Ultrasound biomicroscopy and anterior-segment optical coherence tomography are better at some tasks than others, but both are valuable imaging technologies.
This article was reviewed by Carol L. Shields, MD
When considering ultrasound biomicroscopy (UBM) or anterior-segment optical coherence tomography (AS-OCT), ophthalmologists are finding that they both are excellent in different scenarios because they complement each other.
UBM makes use of sound waves to obtain images of the anterior segment of the eye. In contrast, AS-OCT uses light waves for the same task, according to Carol L. Shields, MD, chief of the Ocular Oncology Service, Wills Eye Hospital, Philadelphia.
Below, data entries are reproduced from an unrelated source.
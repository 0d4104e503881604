//! Final registration settings and the option overlay merged into them.

use serde::Serialize;
use serde_json::{Map, Value};

use crate::error::{Error, Result};
use crate::host::Translate;

/// Caller-supplied overrides, merged over computed defaults.
pub type DefinitionOptions = Map<String, Value>;

/// Recursively merge `overlay` into `base`.
///
/// - Objects merge per key.
/// - Scalars and arrays from the overlay replace the base value.
pub fn deep_merge(base: &mut Value, overlay: &Value) {
    match (base, overlay) {
        (Value::Object(base_map), Value::Object(overlay_map)) => {
            for (key, overlay_val) in overlay_map {
                if let Some(base_val) = base_map.get_mut(key) {
                    deep_merge(base_val, overlay_val);
                } else {
                    base_map.insert(key.clone(), overlay_val.clone());
                }
            }
        }
        (base, overlay) => {
            *base = overlay.clone();
        }
    }
}

/// Parse a `key=json` option. Dotted keys build nested objects, so
/// `rewrite.slug="novels"` becomes `{"rewrite": {"slug": "novels"}}`.
/// A value that is not valid JSON is taken as a plain string.
pub fn parse_option(raw: &str) -> Result<(String, Value)> {
    let Some((path, value)) = raw.split_once('=') else {
        return Err(Error::invalid(format!("option '{raw}' must be key=value")));
    };

    let mut keys = path.split('.').map(str::trim).rev();
    let leaf = serde_json::from_str(value).unwrap_or_else(|_| Value::String(value.to_string()));

    let Some(last) = keys.next().filter(|k| !k.is_empty()) else {
        return Err(Error::invalid(format!("option '{raw}' has an empty key")));
    };

    let mut nested = leaf;
    let mut top = last.to_string();
    for key in keys {
        if key.is_empty() {
            return Err(Error::invalid(format!("option '{raw}' has an empty key")));
        }
        let mut map = Map::new();
        map.insert(top, nested);
        nested = Value::Object(map);
        top = key.to_string();
    }

    Ok((top, nested))
}

/// Merge a parsed option into an options overlay.
pub fn merge_option(options: &mut DefinitionOptions, key: String, value: Value) {
    match options.get_mut(&key) {
        Some(existing) => deep_merge(existing, &value),
        None => {
            options.insert(key, value);
        }
    }
}

/// Translate a phrase pattern and substitute `%s` with `name`.
pub(crate) fn label<T: Translate + ?Sized>(
    translator: &T,
    pattern: &str,
    name: &str,
    domain: &str,
) -> String {
    translator.translate(pattern, domain).replace("%s", name)
}

/// URL rewrite rules shared by content types and taxonomies.
#[derive(Debug, Clone, Serialize)]
pub(crate) struct Rewrite {
    pub slug: String,
    pub with_front: bool,
    pub feeds: bool,
    pub pages: bool,
}

impl Rewrite {
    pub fn new(slug: &str) -> Self {
        Self {
            slug: slug.to_string(),
            with_front: false,
            feeds: false,
            pages: true,
        }
    }
}

/// The merged settings object handed to the host.
#[derive(Debug, Clone, PartialEq, Serialize)]
#[serde(transparent)]
pub struct FinalSettings(Map<String, Value>);

impl FinalSettings {
    /// Serialize `defaults` and merge `options` over them.
    pub(crate) fn merge<T: Serialize>(defaults: &T, options: &DefinitionOptions) -> Result<Self> {
        let mut value = serde_json::to_value(defaults)
            .map_err(|e| Error::invalid(format!("failed to serialize defaults: {e}")))?;
        deep_merge(&mut value, &Value::Object(options.clone()));

        match value {
            Value::Object(map) => Ok(Self(map)),
            _ => Err(Error::invalid("settings must serialize to an object")),
        }
    }

    pub fn get(&self, key: &str) -> Option<&Value> {
        self.0.get(key)
    }

    /// Look up a nested value by JSON pointer, e.g. `/rewrite/slug`.
    pub fn pointer(&self, pointer: &str) -> Option<&Value> {
        let mut parts = pointer.trim_start_matches('/').splitn(2, '/');
        let first = self.0.get(parts.next()?)?;
        match parts.next() {
            Some(rest) => first.pointer(&format!("/{rest}")),
            None => Some(first),
        }
    }

    /// A label by key, e.g. `name` or `add_new_item`.
    pub fn label(&self, key: &str) -> Option<&str> {
        self.0.get("labels")?.get(key)?.as_str()
    }

    pub fn rewrite_slug(&self) -> Option<&str> {
        self.0.get("rewrite")?.get("slug")?.as_str()
    }

    pub fn as_map(&self) -> &Map<String, Value> {
        &self.0
    }

    pub fn to_value(&self) -> Value {
        Value::Object(self.0.clone())
    }
}

#[cfg(test)]
#[allow(clippy::unwrap_used, clippy::expect_used)]
mod tests {
    use super::*;
    use serde_json::json;

    #[test]
    fn deep_merge_replaces_scalars_and_merges_objects() {
        let mut base = json!({
            "public": true,
            "supports": ["title", "editor"],
            "rewrite": {"slug": "book", "feeds": false}
        });
        let overlay = json!({
            "public": false,
            "supports": ["title"],
            "rewrite": {"slug": "novels"},
            "menu_icon": "dashicons-book"
        });

        deep_merge(&mut base, &overlay);

        assert_eq!(
            base,
            json!({
                "public": false,
                "supports": ["title"],
                "rewrite": {"slug": "novels", "feeds": false},
                "menu_icon": "dashicons-book"
            })
        );
    }

    #[test]
    fn parse_option_builds_nested_objects() {
        let (key, value) = parse_option("rewrite.slug=\"novels\"").unwrap();
        assert_eq!(key, "rewrite");
        assert_eq!(value, json!({"slug": "novels"}));

        let (key, value) = parse_option("menu_position=20").unwrap();
        assert_eq!(key, "menu_position");
        assert_eq!(value, json!(20));

        let (_, value) = parse_option("menu_icon=dashicons-book").unwrap();
        assert_eq!(value, json!("dashicons-book"));
    }

    #[test]
    fn parse_option_rejects_malformed_input() {
        assert!(parse_option("public").is_err());
        assert!(parse_option("=true").is_err());
        assert!(parse_option("rewrite..slug=x").is_err());
    }

    #[test]
    fn merge_option_combines_siblings() {
        let mut options = DefinitionOptions::new();
        let (k, v) = parse_option("rewrite.slug=\"novels\"").unwrap();
        merge_option(&mut options, k, v);
        let (k, v) = parse_option("rewrite.feeds=true").unwrap();
        merge_option(&mut options, k, v);

        assert_eq!(
            Value::Object(options),
            json!({"rewrite": {"slug": "novels", "feeds": true}})
        );
    }

    #[test]
    fn pointer_reaches_nested_values() {
        let defaults = json!({"rewrite": {"slug": "book"}, "public": true});
        let settings = FinalSettings::merge(&defaults, &DefinitionOptions::new()).unwrap();
        assert_eq!(settings.pointer("/rewrite/slug"), Some(&json!("book")));
        assert_eq!(settings.pointer("/public"), Some(&json!(true)));
        assert_eq!(settings.pointer("/missing"), None);
        assert_eq!(settings.rewrite_slug(), Some("book"));
    }
}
In her practice, she prefers UBM to get the best look at the iris stroma, iris pigment epithelium, and the ciliary body, in which the lesions are “deep and dark.” In contrast, AS-OCT, she noted, is better for lesions that are very “superficial and light.”
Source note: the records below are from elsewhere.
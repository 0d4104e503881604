//! Typewright CLI
//!
//! Plans definitions and derives capabilities without a host, printing the
//! settings that would be registered.

use anyhow::{Context, Result};
use clap::{Parser, Subcommand};
use tracing::debug;
use tracing_subscriber::{EnvFilter, layer::SubscriberExt, util::SubscriberInitExt};

use typewright::cli;
use typewright::{Config, PermissionSpec};

#[derive(Parser)]
#[command(name = "typewright", about = "Content type, taxonomy, and role definitions")]
struct Cli {
    #[command(subcommand)]
    command: Command,
}

#[derive(Subcommand)]
enum Command {
    /// Print the settings a definition would register with.
    Plan {
        #[command(subcommand)]
        target: PlanTarget,
    },
    /// Derive the capabilities for a capability type.
    Capabilities {
        /// Singular capability type noun (e.g. "book").
        noun: String,
        /// Explicit plural (default: noun + "s").
        #[arg(long)]
        plural: Option<String>,
        /// "all" or action=scope pairs, e.g. "read=all,edit=others".
        #[arg(long, default_value = "all")]
        permissions: PermissionSpec,
    },
    /// Describe a role and the capabilities it would carry.
    Role {
        /// Display name, then optional machine name.
        #[arg(required = true, num_args = 1..=2)]
        names: Vec<String>,
        #[arg(long, default_value = "post")]
        capability_type: String,
        #[arg(long)]
        plural: Option<String>,
        #[arg(long, default_value = "all")]
        permissions: PermissionSpec,
    },
}

#[derive(Subcommand)]
enum PlanTarget {
    /// Plan a content type.
    ContentType {
        /// Singular, then optional plural, slug, and db name.
        #[arg(required = true, num_args = 1..=4)]
        names: Vec<String>,
        /// Capability type noun (default: post).
        #[arg(long)]
        capability_type: Option<String>,
        /// Explicit capability type plural.
        #[arg(long, requires = "capability_type")]
        plural: Option<String>,
        /// Option override as key=json; dotted keys nest.
        #[arg(long = "option")]
        options: Vec<String>,
    },
    /// Plan a taxonomy.
    Taxonomy {
        #[arg(required = true, num_args = 1..=4)]
        names: Vec<String>,
        /// Content type the taxonomy attaches to (repeatable).
        #[arg(long = "post-type", required = true)]
        post_types: Vec<String>,
        #[arg(long = "option")]
        options: Vec<String>,
    },
}

fn main() -> Result<()> {
    // Load .env file if present
    dotenvy::dotenv().ok();

    let config = Config::from_env().context("failed to load configuration")?;
    init_tracing(&config);

    let cli = Cli::parse();
    let output = match cli.command {
        Command::Plan { target } => match target {
            PlanTarget::ContentType {
                names,
                capability_type,
                plural,
                options,
            } => {
                let capability_type = capability_type
                    .map(|noun| cli::capability_type(&noun, plural.as_deref()))
                    .transpose()?;
                cli::cmd_plan_content_type(&names, capability_type, &options, &config)?
            }
            PlanTarget::Taxonomy {
                names,
                post_types,
                options,
            } => cli::cmd_plan_taxonomy(&names, &post_types, &options, &config)?,
        },
        Command::Capabilities {
            noun,
            plural,
            permissions,
        } => {
            let capability_type = cli::capability_type(&noun, plural.as_deref())?;
            cli::cmd_capabilities(&capability_type, &permissions, &config)?
        }
        Command::Role {
            names,
            capability_type,
            plural,
            permissions,
        } => {
            let capability_type = cli::capability_type(&capability_type, plural.as_deref())?;
            cli::cmd_role(&names, capability_type, permissions, &config)?
        }
    };

    debug!(bytes = output.len(), "command complete");
    println!("{output}");
    Ok(())
}

fn init_tracing(config: &Config) {
    let filter = EnvFilter::try_from_default_env()
        .unwrap_or_else(|_| EnvFilter::new(&config.log_filter));

    tracing_subscriber::registry()
        .with(filter)
        .with(tracing_subscriber::fmt::layer().with_writer(std::io::stderr))
        .init();
}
The technology also may be better for use in very young patients, those unable to cooperate, and in the presence of a thin cornea or infection. Some cysts in the iris stroma and lesions in the conjunctiva can be visualized by AS-OCT.
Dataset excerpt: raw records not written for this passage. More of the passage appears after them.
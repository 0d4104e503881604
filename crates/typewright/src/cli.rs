//! CLI command implementations.
//!
//! Each command builds a definition from its arguments and renders the
//! result as JSON without touching a host.

use anyhow::{Context, Result};
use serde::Serialize;
use serde_json::Value;

use crate::capability::{self, CapabilityType, PermissionSpec};
use crate::config::Config;
use crate::content_type::ContentTypeDefinition;
use crate::role::RoleDefinition;
use crate::settings::{DefinitionOptions, merge_option, parse_option};
use crate::taxonomy::TaxonomyDefinition;

/// Build an option overlay from `key=json` arguments.
pub fn parse_options(raw: &[String]) -> Result<DefinitionOptions> {
    let mut options = DefinitionOptions::new();
    for option in raw {
        let (key, value) =
            parse_option(option).with_context(|| format!("invalid --option '{option}'"))?;
        merge_option(&mut options, key, value);
    }
    Ok(options)
}

/// Capability type from a noun and an optional explicit plural.
pub fn capability_type(noun: &str, plural: Option<&str>) -> Result<CapabilityType> {
    let capability_type = match plural {
        Some(plural) => CapabilityType::pair(noun, plural)?,
        None => CapabilityType::new(noun)?,
    };
    Ok(capability_type)
}

fn render<T: Serialize>(value: &T, config: &Config) -> Result<String> {
    let out = if config.pretty {
        serde_json::to_string_pretty(value)
    } else {
        serde_json::to_string(value)
    };
    out.context("failed to serialize output")
}

/// Plan a content type and render its final settings.
pub fn cmd_plan_content_type(
    names: &[String],
    capability_type: Option<CapabilityType>,
    options: &[String],
    config: &Config,
) -> Result<String> {
    let mut definition = ContentTypeDefinition::with_options(names, parse_options(options)?)
        .context("invalid content type definition")?;
    if let Some(capability_type) = capability_type {
        definition.set_capability_type(capability_type);
    }

    let settings = definition.finalize()?;
    let out = serde_json::json!({
        "names": definition.names(),
        "settings": settings,
    });
    render(&out, config)
}

/// Plan a taxonomy and render its final settings.
pub fn cmd_plan_taxonomy(
    names: &[String],
    post_types: &[String],
    options: &[String],
    config: &Config,
) -> Result<String> {
    let definition = TaxonomyDefinition::with_options(names, post_types, parse_options(options)?)
        .context("invalid taxonomy definition")?;

    let settings = definition.finalize()?;
    let out = serde_json::json!({
        "db_name": definition.db_name(),
        "post_types": definition.post_types(),
        "settings": settings,
    });
    render(&out, config)
}

/// Derive and render the capabilities for a capability type.
pub fn cmd_capabilities(
    capability_type: &CapabilityType,
    permissions: &PermissionSpec,
    config: &Config,
) -> Result<String> {
    let capabilities = capability::derive(capability_type, permissions)?;
    render(&capabilities, config)
}

/// Describe a role: its names, derived capabilities, and grant targets.
pub fn cmd_role(
    names: &[String],
    capability_type: CapabilityType,
    permissions: PermissionSpec,
    config: &Config,
) -> Result<String> {
    let mut role = RoleDefinition::new(names, capability_type, permissions)
        .context("invalid role definition")?;
    config.apply_to(&mut role)?;

    let out = serde_json::json!({
        "role_name": role.role_name(),
        "display_name": role.display_name(),
        "capability_type": role.capability_type(),
        "capabilities": role.capabilities(),
        "bootstrap_roles": role.bootstrap_roles(),
    });
    render(&out, config)
}

/// Parse CLI output back into JSON.
pub fn parse_output(output: &str) -> Result<Value> {
    serde_json::from_str(output).context("output is not valid JSON")
}

#[cfg(test)]
#[allow(clippy::unwrap_used, clippy::expect_used)]
mod tests {
    use super::*;
    use serde_json::json;

    fn strings(values: &[&str]) -> Vec<String> {
        values.iter().map(|s| s.to_string()).collect()
    }

    #[test]
    fn plan_content_type_applies_options() {
        let out = cmd_plan_content_type(
            &strings(&["Book"]),
            Some(CapabilityType::new("book").unwrap()),
            &strings(&["rewrite.slug=\"novels\"", "menu_position=20"]),
            &Config::default(),
        )
        .unwrap();

        let value = parse_output(&out).unwrap();
        assert_eq!(value["names"]["db_name"], json!("book"));
        assert_eq!(value["names"]["plural"], json!("Books"));
        assert_eq!(value["settings"]["rewrite"]["slug"], json!("novels"));
        assert_eq!(value["settings"]["menu_position"], json!(20));
        assert_eq!(
            value["settings"]["capabilities"]["edit_posts"],
            json!("edit_books")
        );
    }

    #[test]
    fn plan_taxonomy_requires_post_types() {
        let err = cmd_plan_taxonomy(&strings(&["Genre"]), &[], &[], &Config::default());
        assert!(err.is_err());

        let out = cmd_plan_taxonomy(
            &strings(&["Genre"]),
            &strings(&["book"]),
            &[],
            &Config::default(),
        )
        .unwrap();
        let value = parse_output(&out).unwrap();
        assert_eq!(value["post_types"], json!(["book"]));
        assert_eq!(value["settings"]["labels"]["name"], json!("Genres"));
    }

    #[test]
    fn capabilities_render_as_list() {
        let config = Config {
            pretty: false,
            ..Config::default()
        };
        let out = cmd_capabilities(
            &CapabilityType::new("widget").unwrap(),
            &"read=all".parse().unwrap(),
            &config,
        )
        .unwrap();
        assert_eq!(out, r#"["read","read_widget","read_private_widgets"]"#);
    }

    #[test]
    fn role_uses_configured_bootstrap_roles() {
        let config = Config {
            bootstrap_roles: strings(&["administrator"]),
            ..Config::default()
        };
        let out = cmd_role(
            &strings(&["Editor Plus"]),
            CapabilityType::new("post").unwrap(),
            "delete=all".parse().unwrap(),
            &config,
        )
        .unwrap();

        let value = parse_output(&out).unwrap();
        assert_eq!(value["role_name"], json!("editor_plus"));
        assert_eq!(
            value["capability_type"],
            json!({"singular": "post", "plural": "posts"})
        );
        assert_eq!(value["capabilities"].as_array().unwrap().len(), 6);
        assert_eq!(value["bootstrap_roles"], json!(["administrator"]));
    }

    #[test]
    fn bad_option_is_reported() {
        let err = parse_options(&strings(&["public"])).unwrap_err();
        assert!(err.to_string().contains("public"));
    }
}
Dr. Shields described a comparative study that looked at the use of both of the technologies in 200 consecutive cases of anterior-segment tumors (Ophthalmology 2011;118:1297-1302).
“We found the UBM allowed better visualization of all margins and overall better images for the entire tumor configuration,” she said.
Dr. Shields demonstrated cases supporting these views.
“AS-OCT provides nice details in these cases,” she said. “Often, the posterior margin of the lesion is not visible. For solid iris lesions, UBM is better than AS-OCT. For iris/ciliary body lesions, UBM better displays all margins compared with AS-OCT. For iris tumors that extent into the ciliary body, we strongly prefer UBM.”